Jakarta, 14 April 2022- Pemerintah mempertimbangkan kenaikan inflasi global sebagai imbas dari ketegangan geopolitik akibat perang Rusia Ukraina, dalam Rancangan Kebijakan Fiskal Tahun 2023.
Hal tersebut dibahas dalam rapat terbatas tentang Rancangan Rencana Kerja Pemerintah dan Pagu Indikatif Tahun 2023 yang dipimpin Presiden Joko Widodo di Kantor Presiden, Jakarta, Kamis, 14 April 2022. Dalam rapat tersebut antara lain dibahas mengenai kerangka ekonomi makro, yaitu proyeksi ekonomi tahun depan dan arah kebijakan fiskalnya, serta indikasi dari pagu yang akan dilakukan.
Menteri Keuangan Sri Mulyani yang menyampaikan keterangan selepas rapat mengatakan bahwa pada tahun 2023 diharapkan pandemi Covid-19 mulai menurun dan Indonesia masuk pada periode endemi sehingga akan mengurangi tekanan terhadap masyarakat dan perekonomian. Meskipun demikian, Sri mengatakan bahwa pada tahun depan akan muncul risiko baru akibat perang di Ukraina dan ketegangan geopolitik yang menyebabkan naiknya harga-harga komoditas dan mendorong inflasi tinggi di seluruh dunia, terutama di negara-negara maju.

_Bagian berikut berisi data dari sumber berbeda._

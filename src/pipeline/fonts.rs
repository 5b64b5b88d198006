//! Font files used by the PDF renderer.
//!
//! Two Noto faces cover Latin and CJK text. They are looked up in the font
//! directory and downloaded once if missing (`tweetpdf --init` does only
//! this step).

use crate::config::ExportConfig;
use crate::error::ExportError;
use crate::pipeline::fetch::{build_client, download_with_retry, RetryPolicy};
use std::io::Write;
use std::path::{Path, PathBuf};
use tracing::info;

/// A font face the renderer loads from the font directory.
#[derive(Debug, Clone, Copy, PartialEq, Eq)]
pub struct FontSpec {
    pub family: &'static str,
    pub filename: &'static str,
    pub url: &'static str,
}

/// Latin face: used for lines without wide characters.
pub const NOTO_SANS: FontSpec = FontSpec {
    family: "Noto Sans",
    filename: "NotoSans-Regular.ttf",
    url: "https://raw.githubusercontent.com/notofonts/noto-fonts/main/hinted/ttf/NotoSans/NotoSans-Regular.ttf",
};

/// CJK face: used for any line containing characters outside Latin Extended.
pub const NOTO_SANS_CJK: FontSpec = FontSpec {
    family: "Noto Sans CJK SC",
    filename: "NotoSansCJKsc-Regular.otf",
    url: "https://raw.githubusercontent.com/notofonts/noto-cjk/main/Sans/OTF/SimplifiedChinese/NotoSansCJKsc-Regular.otf",
};

pub const FONT_SPECS: [FontSpec; 2] = [NOTO_SANS, NOTO_SANS_CJK];

impl FontSpec {
    pub fn path_in(&self, dir: &Path) -> PathBuf {
        dir.join(self.filename)
    }
}

/// Fonts whose file is absent (or empty) in `dir`.
pub fn missing_fonts(dir: &Path) -> Vec<FontSpec> {
    FONT_SPECS
        .iter()
        .filter(|spec| {
            std::fs::metadata(spec.path_in(dir))
                .map(|m| m.len() == 0)
                .unwrap_or(true)
        })
        .copied()
        .collect()
}

/// Download any missing font into `config.font_dir`.
///
/// Returns the fonts that were fetched. Any failure is fatal: without its
/// fonts the renderer cannot lay out text reliably.
pub async fn ensure_fonts(config: &ExportConfig) -> Result<Vec<FontSpec>, ExportError> {
    let dir = &config.font_dir;
    let missing = missing_fonts(dir);
    if missing.is_empty() {
        info!("Fonts already present in {}", dir.display());
        return Ok(missing);
    }

    tokio::fs::create_dir_all(dir)
        .await
        .map_err(|e| ExportError::FontUnavailable {
            name: dir.display().to_string(),
            reason: e.to_string(),
        })?;

    info!("Downloading {} missing font(s)", missing.len());
    let client = build_client(config)?;
    let policy = RetryPolicy::from_config(config);

    for spec in &missing {
        let unavailable = |reason: String| ExportError::FontUnavailable {
            name: spec.filename.to_string(),
            reason,
        };

        let bytes = download_with_retry(&client, spec.url, policy, None)
            .await
            .map_err(|e| unavailable(e.to_string()))?;

        let target = spec.path_in(dir);
        let font_dir = dir.clone();
        tokio::task::spawn_blocking(move || -> std::io::Result<()> {
            let mut tmp = tempfile::NamedTempFile::new_in(&font_dir)?;
            tmp.write_all(&bytes)?;
            tmp.persist(&target).map_err(|e| e.error)?;
            Ok(())
        })
        .await
        .map_err(|e| ExportError::Internal(format!("Font write task panicked: {}", e)))?
        .map_err(|e| unavailable(e.to_string()))?;

        info!("Installed font {}", spec.family);
    }

    Ok(missing)
}

#[cfg(test)]
mod tests {
    use super::*;

    #[test]
    fn all_fonts_missing_in_empty_dir() {
        let dir = tempfile::tempdir().unwrap();
        assert_eq!(missing_fonts(dir.path()), FONT_SPECS.to_vec());
    }

    #[test]
    fn empty_font_file_counts_as_missing() {
        let dir = tempfile::tempdir().unwrap();
        std::fs::write(NOTO_SANS.path_in(dir.path()), b"").unwrap();
        std::fs::write(NOTO_SANS_CJK.path_in(dir.path()), b"otf").unwrap();
        assert_eq!(missing_fonts(dir.path()), vec![NOTO_SANS]);
    }

    #[tokio::test]
    async fn present_fonts_need_no_network() {
        let dir = tempfile::tempdir().unwrap();
        for spec in FONT_SPECS {
            std::fs::write(spec.path_in(dir.path()), b"font").unwrap();
        }
        let config = ExportConfig::builder().font_dir(dir.path()).build().unwrap();
        assert!(ensure_fonts(&config).await.unwrap().is_empty());
    }
}
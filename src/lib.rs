//! # tweetpdf
//!
//! Export a CSV of timestamped posts to a single PDF, with remote images
//! downloaded and inlined.
//!
//! ## Why this crate?
//!
//! Post exports reference their images by URL. A PDF that only prints those
//! URLs is useless once the links rot, and fetching hundreds of images one by
//! one is slow. This crate downloads each distinct image once, with bounded
//! concurrency and a host allowlist, caches it under a content-addressed
//! name, lays the records out in date order and removes the cache when the
//! document is written.
//!
//! ## Pipeline Overview
//!
//! ```text
//! CSV
//!  │
//!  ├─ 1. Ingest    pick columns, parse dates, split media cells
//!  ├─ 2. Select    inclusive date range, stable sort
//!  ├─ 3. Classify  host allowlist (exact or subdomain match)
//!  ├─ 4. Fetch     cache lookup, concurrent downloads with retry
//!  ├─ 5. Render    paginate and draw via pdfium (spawn_blocking)
//!  └─ 6. Cleanup   delete this run's cache entries, report freed bytes
//! ```
//!
//! ## Quick Start
//!
//! ```rust,no_run
//! use tweetpdf::{export, ExportConfig};
//!
//! #[tokio::main]
//! async fn main() -> Result<(), Box<dyn std::error::Error>> {
//!     let config = ExportConfig::builder().concurrency(8).build()?;
//!     let output = export("tweets.csv", "tweets.pdf", &config).await?;
//!     eprintln!(
//!         "{} succeeded, {} rejected, {} failed",
//!         output.summary.succeeded(),
//!         output.summary.rejected,
//!         output.summary.failed
//!     );
//!     Ok(())
//! }
//! ```
//!
//! ## Feature Flags
//!
//! | Feature | Default | Description |
//! |---------|---------|-------------|
//! | `cli`   | on      | Enables the `tweetpdf` binary (clap + anyhow + tracing-subscriber + indicatif) |
//!
//! Disable `cli` when using only the library:
//! ```toml
//! tweetpdf = { version = "0.1", default-features = false }
//! ```
//!
//! ## pdfium
//!
//! Rendering binds the pdfium shared library at run time. Set
//! `PDFIUM_LIB_PATH` to the library file or its directory, or install it
//! where the system loader finds it.

// ── Modules ──────────────────────────────────────────────────────────────

pub mod config;
pub mod error;
pub mod export;
pub mod output;
pub mod pipeline;
pub mod progress;

// ── Re-exports ───────────────────────────────────────────────────────────

pub use config::{ExportConfig, ExportConfigBuilder};
pub use error::{ExportError, MediaError};
pub use export::{export, export_sync, resolve_media, run, ResolvedMedia};
pub use output::{
    format_size, CacheEntry, ExportOutput, ExportStats, FetchOutcome, FetchResult, MediaSlot,
    MediaSummary, OutcomeKind, ResolvedRecord, RunReport,
};
pub use pipeline::allowlist::HostMatch;
pub use pipeline::ingest::Record;
pub use pipeline::render::{DocumentRenderer, PdfiumRenderer};
pub use pipeline::select::{DateRange, SortOrder};
pub use progress::{ExportProgressCallback, NoopProgressCallback, ProgressCallback};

“Kenaikan komoditas dan inflasi yang tinggi menyebabkan pengetatan kebijakan moneter, baik dari sisi likuiditas maupun suku bunga yang kemudian akan menimbulkan potensi volatilitas arus modal dan juga nilai tukar serta tekanan pada sektor keuangan,” ujar Menteri Keuangan dalam keterangan tertulis.
Lebih lanjut, Sri mengatakan bahwa hal-hal tersebut akan menghasilkan pemulihan ekonomi yang melemah secara global sesuai dengan yang diproyeksikan oleh berbagai lembaga. Organisasi untuk Kerja Sama Ekonomi dan Pembangunan (OECD) memperkirakan pertumbuhan ekonomi dunia akan melemah 1 persen, dari tadinya 4,5 persen menjadi hanya 3,5 persen. Bank Dunia juga merevisi angka pertumbuhan ekonomi global, dari 4,4 persen ke 3,5 persen. Kemudian Organisasi Perdagangan Dunia (WTO) juga meramalkan pertumbuhan ekonomi dunia akan melemah dari 4,4 persen ke 3,1-3,7 persen.
Sementara itu, dari sisi inflasi justru akan mengalami kenaikan. Bank Dunia memperkirakan inflasi di negara-negara maju akan naik dari 3,9 persen ke 5,7 persen. Sedangkan di negara-negara berkembang akan mengalami tekanan inflasi dari 5,9 persen ke 8,6 persen.
Menurut Sri, kondisi tersebut tentu akan menimbulkan dampak yang sangat rumit. Di berbagai belahan dunia sudah mengalami tekanan atau bahkan krisis pangan akibat kenaikan harga komoditas, seperti di Timur Tengah dan Afrika Utara di mana mereka mengimpor 80 persen gandum yang berasal dari Rusia dan Ukraina.
“Sekarang mereka menghadapi situasi tekanan terhadap suplai makanannya. Dan ini terjadi pada saat sesudah 2,5 tahun mengalami pandemi. Demikian juga dengan Sub-Sahara Afrika yang dalam hal ini juga mengalami tekanan akibat kenaikan harga-harga pangan,” lanjut Sri.
Oleh karena itu, pemerintah akan mempertimbangkan beberapa hal untuk dimasukkan di dalam desain Anggaran Pendapatan dan Belanja Negara (APBN) tahun 2023. Menurut Sri, dengan kenaikan inflasi dan pengetatan moneter, maka pemerintah juga akan mengalami tekanan dari sisi utang baik dari jumlah bunga utang maupun cicilan yang harus dibayar.
“Ini yang harus kita pertimbangkan sebagai bagian untuk mendesain APBN 2023 kembali menuju pada defisit di bawah 3 persen, yaitu agar jumlah kebutuhan untuk menerbitkan surat utang bisa diturunkan secara bertahap namun tetap berhati-hati,” ungkapnya.